Kalispell is 120 miles north of Missoula, where my grandparents, Carl and Ellen Bonde,  raised my mother and the rest of their family.  Carl was a wholesale grocery salesman who spoke fluent Norwegian.  He also wrote longhand with a fluid, looping style.  Family lore said he learned from Dr. Palmer, author of a textbook about handwriting, called “The Palmer Method.”  Carl’s skills in writing and speaking and generally being a “good guy” kept him working, even after he tried to retire.

Some in Kalispell, including grandma, made no secret they were racist against Native Americans. My mother’s high school annual had an ad for a business that said it catered exclusively to the “white trade.” My Aunt Corinne said grandma forbade her bringing home an Indigenous friend. These facts make me feel badly, but I think it’s important to be truthful. Especially now that lines are being drawn politically.

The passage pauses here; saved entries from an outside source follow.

//! Bounded LRU cache of network evaluations keyed by board hash.

use std::collections::VecDeque;

use parking_lot::Mutex;
use rustc_hash::FxHashMap;

use tengen_core::NUM_INTERSECTIONS;

/// One network evaluation, in the orientation of the querying state.
#[derive(Debug, Clone)]
pub struct Netresult {
    /// Softmax mass per intersection, identity orientation.
    pub policy: [f32; NUM_INTERSECTIONS],
    /// Softmax mass for the pass move.
    pub policy_pass: f32,
    /// Win probability for the side to move.
    pub value: f32,
    /// SAI score logit (α); winrate logit halves for LZ networks.
    pub alpha: f32,
    /// Sigmoid steepness below α = 0.
    pub beta: f32,
    /// Sigmoid steepness above α = 0; −1 means "same as β".
    pub beta2: f32,
    /// Whether the producing network had a SAI value head.
    pub is_sai: bool,
}

impl Default for Netresult {
    fn default() -> Self {
        Netresult {
            policy: [0.0; NUM_INTERSECTIONS],
            policy_pass: 0.0,
            value: 0.0,
            alpha: 0.0,
            beta: 1.0,
            beta2: -1.0,
            is_sai: false,
        }
    }
}

struct Entry {
    result: Netresult,
    stamp: u64,
}

struct CacheInner {
    map: FxHashMap<u64, Entry>,
    /// Access order with lazy deletion: stale `(hash, stamp)` pairs are
    /// skipped at eviction time.
    order: VecDeque<(u64, u64)>,
    capacity: usize,
    next_stamp: u64,
    hits: u64,
    lookups: u64,
}

impl CacheInner {
    fn touch(&mut self, hash: u64) -> u64 {
        let stamp = self.next_stamp;
        self.next_stamp += 1;
        self.order.push_back((hash, stamp));
        stamp
    }

    fn evict_to_capacity(&mut self) {
        while self.map.len() > self.capacity {
            let Some((hash, stamp)) = self.order.pop_front() else {
                break;
            };
            let live = self.map.get(&hash).map(|e| e.stamp) == Some(stamp);
            if live {
                self.map.remove(&hash);
            }
        }
    }
}

/// Thread-safe LRU mapping from board hash to [`Netresult`].
pub struct EvalCache {
    inner: Mutex<CacheInner>,
}

/// Cache size used when caching is disabled by configuration.
pub const MIN_CACHE_COUNT: usize = 10;

impl EvalCache {
    pub fn new(capacity: usize) -> EvalCache {
        EvalCache {
            inner: Mutex::new(CacheInner {
                map: FxHashMap::default(),
                order: VecDeque::new(),
                capacity: capacity.max(1),
                next_stamp: 0,
                hits: 0,
                lookups: 0,
            }),
        }
    }

    /// Size the cache from the planned playout budget: cache hits come
    /// mostly from the last few moves, so a few entries per playout suffice.
    pub fn resize_from_playouts(&self, playouts: usize) {
        self.resize((3 * playouts).clamp(6_000, 150_000));
    }

    pub fn lookup(&self, hash: u64) -> Option<Netresult> {
        let mut inner = self.inner.lock();
        inner.lookups += 1;
        let result = match inner.map.get(&hash) {
            Some(entry) => entry.result.clone(),
            None => return None,
        };
        inner.hits += 1;
        let stamp = inner.touch(hash);
        if let Some(entry) = inner.map.get_mut(&hash) {
            entry.stamp = stamp;
        }
        Some(result)
    }

    /// Insert or overwrite. An AVERAGE-ensemble result may shadow an earlier
    /// single-symmetry entry; accepted approximation.
    pub fn insert(&self, hash: u64, result: Netresult) {
        let mut inner = self.inner.lock();
        let stamp = inner.touch(hash);
        inner.map.insert(hash, Entry { result, stamp });
        inner.evict_to_capacity();
    }

    pub fn resize(&self, capacity: usize) {
        let mut inner = self.inner.lock();
        inner.capacity = capacity.max(1);
        inner.evict_to_capacity();
    }

    pub fn clear(&self) {
        let mut inner = self.inner.lock();
        inner.map.clear();
        inner.order.clear();
    }

    pub fn len(&self) -> usize {
        self.inner.lock().map.len()
    }

    pub fn is_empty(&self) -> bool {
        self.len() == 0
    }

    /// Approximate resident bytes.
    pub fn estimated_size(&self) -> usize {
        self.len() * (std::mem::size_of::<Netresult>() + std::mem::size_of::<(u64, u64)>() * 2)
    }

    /// `(hits, lookups)` since construction.
    pub fn stats(&self) -> (u64, u64) {
        let inner = self.inner.lock();
        (inner.hits, inner.lookups)
    }
}

#[cfg(test)]
mod tests {
    use super::*;

    fn result_with_value(value: f32) -> Netresult {
        Netresult {
            value,
            ..Netresult::default()
        }
    }

    #[test]
    fn lookup_miss_then_hit() {
        let cache = EvalCache::new(8);
        assert!(cache.lookup(1).is_none());
        cache.insert(1, result_with_value(0.25));
        let hit = cache.lookup(1).expect("cached");
        assert_eq!(hit.value, 0.25);
        assert_eq!(cache.stats(), (1, 2));
    }

    #[test]
    fn eviction_is_least_recently_used() {
        let cache = EvalCache::new(2);
        cache.insert(1, result_with_value(0.1));
        cache.insert(2, result_with_value(0.2));
        // Touch 1 so 2 becomes the eviction candidate.
        assert!(cache.lookup(1).is_some());
        cache.insert(3, result_with_value(0.3));
        assert!(cache.lookup(1).is_some());
        assert!(cache.lookup(2).is_none());
        assert!(cache.lookup(3).is_some());
        assert_eq!(cache.len(), 2);
    }

    #[test]
    fn insert_overwrites_existing_entry() {
        let cache = EvalCache::new(4);
        cache.insert(7, result_with_value(0.5));
        cache.insert(7, result_with_value(0.9));
        assert_eq!(cache.len(), 1);
        assert_eq!(cache.lookup(7).unwrap().value, 0.9);
    }

    #[test]
    fn resize_shrinks_to_capacity() {
        let cache = EvalCache::new(16);
        for h in 0..10u64 {
            cache.insert(h, result_with_value(h as f32));
        }
        cache.resize(3);
        assert_eq!(cache.len(), 3);
        // The newest entries survive.
        assert!(cache.lookup(9).is_some());
        assert!(cache.lookup(0).is_none());
    }

    #[test]
    fn clear_empties_everything() {
        let cache = EvalCache::new(4);
        cache.insert(1, Netresult::default());
        cache.clear();
        assert!(cache.is_empty());
        assert_eq!(cache.estimated_size(), 0);
    }

    #[test]
    fn playout_sizing_is_clamped() {
        let cache = EvalCache::new(1);
        cache.resize_from_playouts(10);
        // floor
        cache.insert(1, Netresult::default());
        assert!(cache.lookup(1).is_some());
        let huge = EvalCache::new(1);
        huge.resize_from_playouts(10_000_000);
        // capped well below 3 * playouts; just confirm inserts stay bounded
        for h in 0..100u64 {
            huge.insert(h, Netresult::default());
        }
        assert_eq!(huge.len(), 100);
    }
}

These days the Missoula city area spreads widely, lapping up against adjoining hills, in a valley west of the continental divide where three rivers intersect:  The Blackfoot and the Bitterroot join the Clark Fork which flows north, then jogs east, then north again.  Eventually the water skirts the mountains of the Lolo Forest somewhere in Canada, flows south again, and joins the Columbia River, thence to the Pacific ocean.

In the late 50s my brother Tom typed a cryptic message, folded and stuffed it into a tiny bottle with a cork stopper, and threw it into the Clark Fork River from the passenger seat of our car as we crossed the Higgens Avenue Bridge.  He explained to me how his message would travel.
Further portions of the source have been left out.